Instructions for the task:
Give back exactly the lines of the data below, starting with the line that has "snapshot order is" and going on through the line that has "fn endpoint_groups(&self) ->".

Data for this task:

//! Memoized surface similarity of head words.

use std::fmt;
use std::sync::Arc;

use log::debug;

use super::{FeatureContext, FeatureGenerator};
use crate::mention::EventMention;
use crate::similarity::{head_word_similarity, SimilarityFn};

const FEATURE_NAMES: &[&str] = &["head_similarity"];

/// Similarity of the two head words, looked up through the shared cache.
///
/// Pairs where either mention lacks a head word contribute nothing. A failed
/// similarity computation is caught here and the feature omitted; it never
/// aborts the pair.
pub struct SurfaceSimilarityFeatures {
    similarity: SimilarityFn,
}

impl SurfaceSimilarityFeatures {
    /// Create the generator with the default bigram similarity.
    #[must_use]
    pub fn new() -> Self {
        Self {
            similarity: Arc::new(|a, b| Ok(head_word_similarity(a, b))),
        }
    }

    /// Create the generator with a custom similarity function.
    #[must_use]
    pub fn with_similarity(similarity: SimilarityFn) -> Self {
        Self { similarity }
    }
}

impl Default for SurfaceSimilarityFeatures {
    fn default() -> Self {
        Self::new()
    }
}

impl fmt::Debug for SurfaceSimilarityFeatures {
    fn fmt(&self, f: &mut fmt::Formatter<'_>) -> fmt::Result {
        f.debug_struct("SurfaceSimilarityFeatures").finish_non_exhaustive()
    }
}

impl FeatureGenerator for SurfaceSimilarityFeatures {
    fn name(&self) -> &'static str {
        "surface-similarity"
    }

    fn feature_names(&self) -> &'static [&'static str] {
        FEATURE_NAMES
    }

    fn create_features(
        &self,
        a: &EventMention,
        b: &EventMention,
        ctx: &FeatureContext<'_>,
    ) -> Vec<(&'static str, f64)> {
        let (head_a, head_b) = match (&a.head_word, &b.head_word) {
            (Some(x), Some(y)) => (x.as_str(), y.as_str()),
            _ => return Vec::new(),
        };

        match ctx.cache.lookup(head_a, head_b, |x, y| (self.similarity)(x, y)) {
            Ok(score) => vec![("head_similarity", score)],
            Err(err) => {
                debug!(
                    "head similarity unavailable for mentions {} and {}: {}",
                    a.id, b.id, err
                );
                Vec::new()
            }
        }
    }
}
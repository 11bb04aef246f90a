//! Lexical agreement features.

use super::{indicator, FeatureContext, FeatureGenerator};
use crate::mention::EventMention;

const FEATURE_NAMES: &[&str] = &[
    "trigger_exact_match",
    "trigger_lower_match",
    "head_lemma_match",
    "event_type_match",
];

/// String-level agreement between the two triggers and their annotations.
///
/// The head lemma and event type comparisons apply only when both mentions
/// carry the annotation; otherwise the feature is omitted and the classifier
/// falls back to its missing-value sentinel.
#[derive(Debug, Clone, Copy, Default)]
pub struct LexicalFeatures;

impl LexicalFeatures {
    /// Create the generator.
    #[must_use]
    pub fn new() -> Self {
        Self
    }
}

impl FeatureGenerator for LexicalFeatures {
    fn name(&self) -> &'static str {
        "lexical"
    }

    fn feature_names(&self) -> &'static [&'static str] {
        FEATURE_NAMES
    }

    fn create_features(
        &self,
        a: &EventMention,
        b: &EventMention,
        _ctx: &FeatureContext<'_>,
    ) -> Vec<(&'static str, f64)> {
        let mut features = vec![
            ("trigger_exact_match", indicator(a.trigger == b.trigger)),
            (
                "trigger_lower_match",
                indicator(a.trigger.to_lowercase() == b.trigger.to_lowercase()),
            ),
        ];

        if let (Some(lemma_a), Some(lemma_b)) = (&a.head_lemma, &b.head_lemma) {
            features.push(("head_lemma_match", indicator(lemma_a == lemma_b)));
        }
        if let (Some(type_a), Some(type_b)) = (&a.event_type, &b.event_type) {
            features.push(("event_type_match", indicator(type_a == type_b)));
        }

        features
    }
}
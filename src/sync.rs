//! Synchronization primitives with conditional compilation.
//!
//! Provides a unified mutex interface that uses `parking_lot::Mutex` when
//! the `fast-lock` feature is enabled, falling back to `std::sync::Mutex` otherwise.

#[cfg(feature = "fast-lock")]
use parking_lot::Mutex as ParkingLotMutex;

#[cfg(not(feature = "fast-lock"))]
use std::sync::Mutex as StdMutex;

/// Mutex type that conditionally uses parking_lot or std::sync::Mutex.
///
/// When the `fast-lock` feature is enabled, uses `parking_lot::Mutex` for
/// better performance on uncontended locks. Otherwise uses `std::sync::Mutex`.
///
/// # Example
///
/// ```rust
/// use evoref::sync::Mutex;
///
/// let data = Mutex::new(42);
/// ```
#[cfg(feature = "fast-lock")]
pub type Mutex<T> = ParkingLotMutex<T>;

#[cfg(not(feature = "fast-lock"))]
pub type Mutex<T> = StdMutex<T>;

/// Lock a mutex and return the guard, handling poisoning gracefully.
///
/// For `parking_lot::Mutex`, this is just `mutex.lock()`.
/// For `std::sync::Mutex`, this recovers the guard from a poisoned lock;
/// cached similarity scores stay valid after a panicked worker.
///
/// # Example
///
/// ```rust
/// use evoref::sync::{lock, Mutex};
///
/// let mutex = Mutex::new(42);
/// let guard = lock(&mutex);
/// assert_eq!(*guard, 42);
/// ```
#[cfg(feature = "fast-lock")]
pub fn lock<T>(mutex: &Mutex<T>) -> parking_lot::MutexGuard<'_, T> {
    mutex.lock()
}

#[cfg(not(feature = "fast-lock"))]
pub fn lock<T>(mutex: &Mutex<T>) -> std::sync::MutexGuard<'_, T> {
    mutex.lock().unwrap_or_else(|e| e.into_inner())
}
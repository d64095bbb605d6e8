//! HTTP service layer for the introspection queries.
//!
//! Enabled by the `service` feature. The core engine stays
//! transport-agnostic; this module is a thin axum adapter over it.

pub mod middleware;
pub mod routes;
pub mod state;

pub use routes::{create_router, AppState};
pub use state::ServiceState;
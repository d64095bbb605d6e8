//! Introspection Service Binary
//!
//! Serves the gateway introspection queries as a standalone REST API:
//! - Structured JSON logging
//! - Request tracing with correlation IDs
//! - Graceful shutdown handling
//! - Health check endpoints
//!
//! ## Configuration
//!
//! Environment variables:
//! - `REGISTRY_FILE`: JSON registry seed (`{"endpoints": [...], "services": [...]}`)
//! - `CONFIG_FILE`: JSON configuration tree served by the config queries
//! - `PORT`: Service port (default: 8001)
//! - `HOST`: Service host (default: 0.0.0.0)
//! - `RUST_LOG`: Log level filter (default: info)
//! - `LOG_FORMAT`: "json" for structured logs, "pretty" for development (default: json)
//!
//! ## Usage
//!
//! ```bash
//! REGISTRY_FILE=snapshot.json cargo run --bin inspect_service --features service
//! ```

use std::net::SocketAddr;
use std::sync::Arc;
use std::time::Instant;

use axum::{
    extract::Request,
    middleware::{self, Next},
    response::Response,
};
use tokio::net::TcpListener;
use tower_http::cors::{Any, CorsLayer};
use tower_http::trace::TraceLayer;
use tracing::{info, info_span, warn, Instrument};
use tracing_subscriber::{
    fmt::{self, format::FmtSpan},
    layer::SubscriberExt,
    util::SubscriberInitExt,
    EnvFilter,
};

use gateway_inspect::service::middleware::metrics_middleware;
use gateway_inspect::service::{create_router, ServiceState};
use gateway_inspect::{
    ConfigSnapshot, InMemoryRegistry, MetadataRegistry, QueryEngine, RegistrySeed,
};

/// Initialize the tracing subscriber with JSON or pretty format
fn init_tracing() {
    let log_format = std::env::var("LOG_FORMAT").unwrap_or_else(|_| "json".to_string());

    let filter = EnvFilter::try_from_default_env()
        .unwrap_or_else(|_| "inspect_service=info,gateway_inspect=info,tower_http=info".into());

    if log_format == "pretty" {
        // Pretty format for local development
        tracing_subscriber::registry()
            .with(filter)
            .with(fmt::layer().with_target(true).with_span_events(FmtSpan::CLOSE))
            .init();
    } else {
        // JSON format for production
        tracing_subscriber::registry()
            .with(filter)
            .with(
                fmt::layer()
                    .json()
                    .with_target(true)
                    .with_current_span(true)
                    .with_span_events(FmtSpan::CLOSE)
                    .flatten_event(true),
            )
            .init();
    }
}

/// Request logging middleware that adds a correlation ID and timing
async fn request_logging_middleware(request: Request, next: Next) -> Response {
    let start = Instant::now();

    let request_id = request
        .headers()
        .get("x-request-id")
        .and_then(|v| v.to_str().ok())
        .map(str::to_string)
        .unwrap_or_else(|| uuid::Uuid::new_v4().to_string());

    let method = request.method().clone();
    let uri = request.uri().path().to_string();

    let span = info_span!(
        "request",
        request_id = %request_id,
        method = %method,
        path = %uri,
        status = tracing::field::Empty,
        latency_ms = tracing::field::Empty,
    );

    let response = next.run(request).instrument(span.clone()).await;

    let latency = start.elapsed();
    let status = response.status().as_u16();

    span.record("status", status);
    span.record("latency_ms", latency.as_millis() as u64);

    info!(
        target: "inspect_service::access",
        request_id = %request_id,
        method = %method,
        path = %uri,
        status = status,
        latency_ms = latency.as_millis() as u64,
        "request completed"
    );

    response
}

/// Load the registry seed named by `REGISTRY_FILE`, or start empty.
fn load_registry() -> Result<InMemoryRegistry, Box<dyn std::error::Error>> {
    match std::env::var("REGISTRY_FILE") {
        Ok(path) if !path.is_empty() => {
            let bytes = std::fs::read(&path)?;
            let seed: RegistrySeed = serde_json::from_slice(&bytes)?;
            let registry = InMemoryRegistry::from_seed(seed);
            info!(
                path = %path,
                endpoint_groups = registry.group_count(),
                services = registry.service_count(),
                "registry seed loaded"
            );
            Ok(registry)
        }
        _ => {
            warn!("REGISTRY_FILE not set, starting with an empty registry");
            Ok(InMemoryRegistry::new())
        }
    }
}

/// Load the configuration tree named by `CONFIG_FILE`, or start empty.
fn load_config() -> Result<ConfigSnapshot, Box<dyn std::error::Error>> {
    match std::env::var("CONFIG_FILE") {
        Ok(path) if !path.is_empty() => {
            let bytes = std::fs::read(&path)?;
            let tree = serde_json::from_slice(&bytes)?;
            info!(path = %path, "configuration tree loaded");
            Ok(ConfigSnapshot::new(tree))
        }
        _ => Ok(ConfigSnapshot::empty()),
    }
}

#[tokio::main]
async fn main() -> Result<(), Box<dyn std::error::Error>> {
    init_tracing();

    let version = env!("CARGO_PKG_VERSION");
    info!(version = version, "Starting Introspection Service");

    let port: u16 = std::env::var("PORT")
        .ok()
        .and_then(|s| s.parse().ok())
        .unwrap_or(8001);

    let host = std::env::var("HOST").unwrap_or_else(|_| "0.0.0.0".to_string());

    let registry = Arc::new(load_registry()?);
    let config = load_config()?;

    let engine = QueryEngine::new(Arc::clone(&registry), config);
    let state = ServiceState::new(engine);
    info!(
        endpoint_groups = registry.group_count(),
        services = registry.service_count(),
        snapshot_fingerprint = %registry.fingerprint(),
        "query engine initialized"
    );

    let cors = CorsLayer::new()
        .allow_origin(Any)
        .allow_methods(Any)
        .allow_headers(Any);

    let app = create_router(state)
        .layer(middleware::from_fn(request_logging_middleware))
        .layer(middleware::from_fn(metrics_middleware))
        .layer(TraceLayer::new_for_http())
        .layer(cors);

    let addr: SocketAddr = format!("{}:{}", host, port).parse()?;
    info!(address = %addr, version = version, "Introspection Service listening");

    let listener = TcpListener::bind(addr).await?;

    // Graceful shutdown handling
    let shutdown_signal = async {
        let ctrl_c = async {
            tokio::signal::ctrl_c()
                .await
                .expect("Failed to install Ctrl+C handler");
        };

        #[cfg(unix)]
        let terminate = async {
            tokio::signal::unix::signal(tokio::signal::unix::SignalKind::terminate())
                .expect("Failed to install SIGTERM handler")
                .recv()
                .await;
        };

        #[cfg(not(unix))]
        let terminate = std::future::pending::<()>();

        tokio::select! {
            _ = ctrl_c => info!("Received Ctrl+C, initiating graceful shutdown"),
            _ = terminate => info!("Received SIGTERM, initiating graceful shutdown"),
        }
    };

    info!("Ready to accept connections");

    axum::serve(listener, app)
        .with_graceful_shutdown(shutdown_signal)
        .await?;

    info!("Introspection Service shutdown complete");

    Ok(())
}
//! Entity registry abstraction.

pub mod memory;

use serde::{Deserialize, Serialize};

use crate::types::{Endpoint, EndpointGroup, ServiceRecord};

/// Read-only snapshot access to the gateway's entity registry.
///
/// Queries materialize a snapshot per call and never mutate the source.
/// Implementations must be safe for concurrent readers; snapshot order is
/// registry-defined (not guaranteed sorted) but must be consistent while
/// the contents are unchanged.
pub trait MetadataRegistry: Send + Sync {
    /// Snapshot of all endpoint groups, in registry-defined order.
    fn endpoint_groups(&self) -> Vec<EndpointGroup>;

    /// Snapshot of all registered services, in registry-defined order.
    fn services(&self) -> Vec<ServiceRecord>;

    /// Canonical fingerprint of the current contents.
    ///
    /// An unchanged fingerprint guarantees identical query ordering across
    /// calls.
    fn fingerprint(&self) -> String;
}

/// Serializable registry contents.
///
/// Used to seed an in-memory registry from a captured gateway snapshot
/// (the service binary's `REGISTRY_FILE`) and by tests.
#[derive(Debug, Clone, Default, Serialize, Deserialize)]
pub struct RegistrySeed {
    /// Endpoint variants; grouping happens on registration.
    #[serde(default)]
    pub endpoints: Vec<Endpoint>,
    /// Registered services.
    #[serde(default)]
    pub services: Vec<ServiceRecord>,
}

pub use memory::InMemoryRegistry;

Solved exercise:
/// Implementations must be safe for concurrent readers; snapshot order is
/// registry-defined (not guaranteed sorted) but must be consistent while
/// the contents are unchanged.
pub trait MetadataRegistry: Send + Sync {
    /// Snapshot of all endpoint groups, in registry-defined order.
    fn endpoint_groups(&self) -> Vec<EndpointGroup>;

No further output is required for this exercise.